Rule ID
SV-252454r991589_rule
Version
V1R9
CCIs
When "FileVault" and Multifactor Authentication are configured on the operating system, a dedicated user must be configured to ensure that the implemented Multifactor Authentication rules are enforced. If a dedicated user is not configured to decrypt the hard disk upon startup, the system will allow a user to bypass Multifactor Authentication rules during initial startup and first login.

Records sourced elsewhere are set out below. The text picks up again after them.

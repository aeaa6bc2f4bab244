use crate::config::TimelineConfig;
use crate::hit_detector::{Hit, HitDetector};
use crate::indicator::IndicatorAnimator;
use crate::layout::{self, LayoutContext};
use crate::model::{LoadError, TimelineModel, TimelineEvent};
use crate::progress::{Advance, ProgressController};
use crate::renderer::{EventView, IndicatorView, Renderer, ScoreView};
use crate::score::ScoreTracker;
use crate::types::*;
use crate::visibility::VisibilityWindow;
use log::{debug, info, warn};

/// The pitch timeline: model, layout, scroll state, hit feedback, score
/// and indicator, driven from a single update thread.
///
/// Wall-clock time enters only through [`tick`](Self::tick); every
/// animation is evaluated against the last tick, so two engines fed the
/// same calls produce the same frames.
pub struct TimelineEngine {
    config: TimelineConfig,
    model: TimelineModel,
    ctx: LayoutContext,
    progress: ProgressController,
    window: VisibilityWindow,
    hits: HitDetector,
    score: ScoreTracker,
    indicator: IndicatorAnimator,
    indicator_active: bool,
    /// Pixel baseline set at runtime; survives resizes
    baseline_override: Option<f32>,
    now_ms: u64,
}

impl TimelineEngine {
    pub fn new(config: TimelineConfig) -> Self {
        let hits = HitDetector::new(config.tolerance, config.lookahead_ms);
        Self::with_hit_detector(config, hits)
    }

    /// Build with a custom hit detector (e.g. a different pitch matcher).
    pub fn with_hit_detector(config: TimelineConfig, hits: HitDetector) -> Self {
        let mut ctx = LayoutContext::new(config.baseline_dp, config.speed);
        ctx.bar_height = config.bar_height_dp;
        ctx.indicator_width = config.indicator_width_dp;
        ctx.indicator_height = config.indicator_height_dp;
        Self {
            model: TimelineModel::with_padding(config.pitch_padding),
            ctx,
            progress: ProgressController::new(),
            window: VisibilityWindow::new(),
            hits,
            score: ScoreTracker::new(config.score_hide_delay_ms),
            indicator: IndicatorAnimator::new(config.indicator_anim_ms),
            indicator_active: false,
            baseline_override: None,
            now_ms: 0,
            config,
        }
    }

    // ─── Inputs ─────────────────────────────────────────────────────────

    /// Replace the timeline. A refused chart leaves the current one loaded.
    pub fn load(&mut self, events: &[PitchEvent]) -> Result<(), LoadError> {
        if let Err(e) = self.model.load(events) {
            warn!("Chart rejected: {}", e);
            return Err(e);
        }
        self.window.reset();
        self.relayout();
        Ok(())
    }

    /// New surface size. Density-independent config values are converted
    /// to pixels here and the layout is recomputed.
    pub fn resize_viewport(&mut self, width: f32, height: f32, padding: Padding, density: f32) {
        let vp = Viewport::new(width, height, padding, density);
        self.ctx.viewport = vp;
        self.ctx.baseline_x = self
            .baseline_override
            .unwrap_or_else(|| vp.dp(self.config.baseline_dp));
        self.ctx.bar_height = vp.dp(self.config.bar_height_dp);
        self.ctx.indicator_width = vp.dp(self.config.indicator_width_dp);
        self.ctx.indicator_height = vp.dp(self.config.indicator_height_dp);
        info!(
            "Viewport {}x{} @{}x, baseline at {:.0}px",
            width, height, density, self.ctx.baseline_x
        );
        self.model.invalidate_layout();
        self.relayout();
    }

    /// Feed the playback clock. A value below the previous one is a seek.
    pub fn advance(&mut self, progress_ms: i64) -> Advance {
        let outcome =
            self.progress
                .advance(progress_ms, self.model.is_empty(), &self.ctx, self.now_ms);
        if outcome == Advance::Seeked {
            self.reset();
        }
        outcome
    }

    /// Feed one detected pitch. Returns the hit, if any.
    pub fn sample(&mut self, time_ms: i64, user_pitch: i32) -> Option<Hit> {
        if !self.indicator_active || self.model.is_empty() {
            return None;
        }
        self.relayout_if_needed();
        let scroll_offset = self.ctx.scroll_target(self.progress.current_progress());
        let hit = self.hits.sample(
            &mut self.model,
            &self.ctx,
            self.window.start_index(),
            scroll_offset,
            time_ms,
            user_pitch,
        )?;
        self.indicator.start(
            hit.pitch as f32,
            self.model.min_pitch() as f32,
            self.now_ms,
        );
        Some(hit)
    }

    /// Feed a sentence score. Returns true when it started a new sentence.
    pub fn report_score(&mut self, score: i32, sentence_index: i32) -> bool {
        self.score
            .report(score, sentence_index, self.indicator_active, self.now_ms)
    }

    /// Advance wall-clock time for animations and timers.
    pub fn tick(&mut self, now_ms: u64) {
        self.now_ms = self.now_ms.max(now_ms);
        self.score.tick(self.now_ms);
        self.relayout_if_needed();
    }

    /// Change the scroll rate. The scroll jumps to where the current
    /// progress sits at the new rate so bars and scroll stay in step.
    pub fn set_speed(&mut self, speed: f32) {
        self.config.speed = speed;
        self.ctx.speed = speed;
        self.progress.retarget(&self.ctx);
        self.model.invalidate_layout();
    }

    /// Pin "now" at a pixel x, overriding the configured baseline across
    /// later resizes.
    pub fn set_baseline_x(&mut self, baseline_x: f32) {
        self.baseline_override = Some(baseline_x);
        self.ctx.baseline_x = baseline_x;
        self.model.invalidate_layout();
    }

    pub fn set_indicator_icon(&mut self, icon: impl Into<String>) {
        self.config.indicator_icon = icon.into();
    }

    // ─── Frame ──────────────────────────────────────────────────────────

    /// Run the visibility scan at the current scroll position and draw
    /// the frame: events and their feedback, then baseline, score and
    /// indicator on top.
    pub fn render(&mut self, r: &mut dyn Renderer) {
        self.relayout_if_needed();
        let scroll_offset = self.scroll_offset();
        self.window.scan(
            &mut self.model,
            &self.ctx,
            scroll_offset,
            &mut self.indicator_active,
        );

        let events = self.model.events();
        for &i in self.window.visible() {
            let te: &TimelineEvent = &events[i];
            r.draw_event(&EventView {
                index: i,
                event: &te.event,
                rect: te.layout.shifted_x(scroll_offset),
                feedback: te.feedback(),
                scroll_offset,
                baseline_x: self.ctx.baseline_x,
            });
        }

        r.draw_baseline(self.ctx.baseline_rect());
        if let Some(score) = self.score_view() {
            r.draw_score(&score);
        }
        r.draw_indicator(&self.indicator_view());
    }

    fn score_view(&self) -> Option<ScoreView> {
        if !self.score.is_visible() || !self.indicator_active {
            return None;
        }
        let vp = &self.ctx.viewport;
        Some(ScoreView {
            text: self.score.score().to_string(),
            right_x: self.ctx.baseline_x - vp.dp(self.config.score_offset_dp),
            baseline_y: vp.dp(self.config.score_top_dp),
        })
    }

    pub fn indicator_view(&self) -> IndicatorView {
        let pitch = self.indicator.value_at(self.now_ms);
        IndicatorView {
            rect: self.ctx.indicator_rect(pitch),
            pitch,
            icon: self.config.indicator_icon.clone(),
        }
    }

    // ─── State ──────────────────────────────────────────────────────────

    /// Drop cross-event state after a seek.
    fn reset(&mut self) {
        self.window.reset();
        self.score.reset();
        if self.indicator_active {
            debug!("Indicator deactivated by seek");
        }
        self.indicator_active = false;
    }

    fn relayout_if_needed(&mut self) {
        if self.model.needs_layout() {
            self.relayout();
        }
    }

    fn relayout(&mut self) {
        layout::recompute(&mut self.ctx, &mut self.model);
        if !self.indicator.is_running(self.now_ms) {
            self.indicator.settle(self.model.min_pitch() as f32);
        }
    }

    pub fn scroll_offset(&self) -> f32 {
        self.progress.scroll_offset(self.now_ms)
    }

    pub fn scroll_target(&self) -> f32 {
        self.progress.scroll_target()
    }

    pub fn current_progress(&self) -> i64 {
        self.progress.current_progress()
    }

    pub fn visible_start_index(&self) -> usize {
        self.window.start_index()
    }

    pub fn is_indicator_active(&self) -> bool {
        self.indicator_active
    }

    pub fn score(&self) -> &ScoreTracker {
        &self.score
    }

    pub fn model(&self) -> &TimelineModel {
        &self.model
    }

    pub fn layout(&self) -> &LayoutContext {
        &self.ctx
    }

    pub fn config(&self) -> &TimelineConfig {
        &self.config
    }

    pub fn now_ms(&self) -> u64 {
        self.now_ms
    }

    pub fn hit_count(&self) -> u64 {
        self.hits.hit_count()
    }

    pub fn seek_count(&self) -> u64 {
        self.progress.seek_count()
    }
}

For Apple Silicon-based systems, this is Not Applicable. For Intel-based Macs, retrieve a list of authorized FileVault users: $ sudo fdesetup list fvuser,85F41F44-22B3-6CB7-85A1-BCC2EA2B887A If any unauthorized users are listed, this is a finding. Verify that the shell for authorized FileVault users is set to “/usr/bin/false”, which prevents console logins: $ sudo dscl . read /Users/<FileVault_User> UserShell UserShell: /usr/bin/false If the FileVault users' shell is not set to "/usr/bin/false", this is a finding.
Note: In previous versions of macOS, this setting was implemented differently. Systems that used the previous method should prepare the system for the new method by creating a new unlock user, verifying its ability to unlock FileVault after reboot, then deleting the old FileVault unlock user. Disable the login ability of the newly created user account: $ sudo /usr/bin/dscl . change /Users/<FileVault_User> UserShell </path/to/current/shell> /usr/bin/false Remove all FileVault login access from each user account defined on the system that is not a designated FileVault user: $ sudo fdesetup remove -user <username>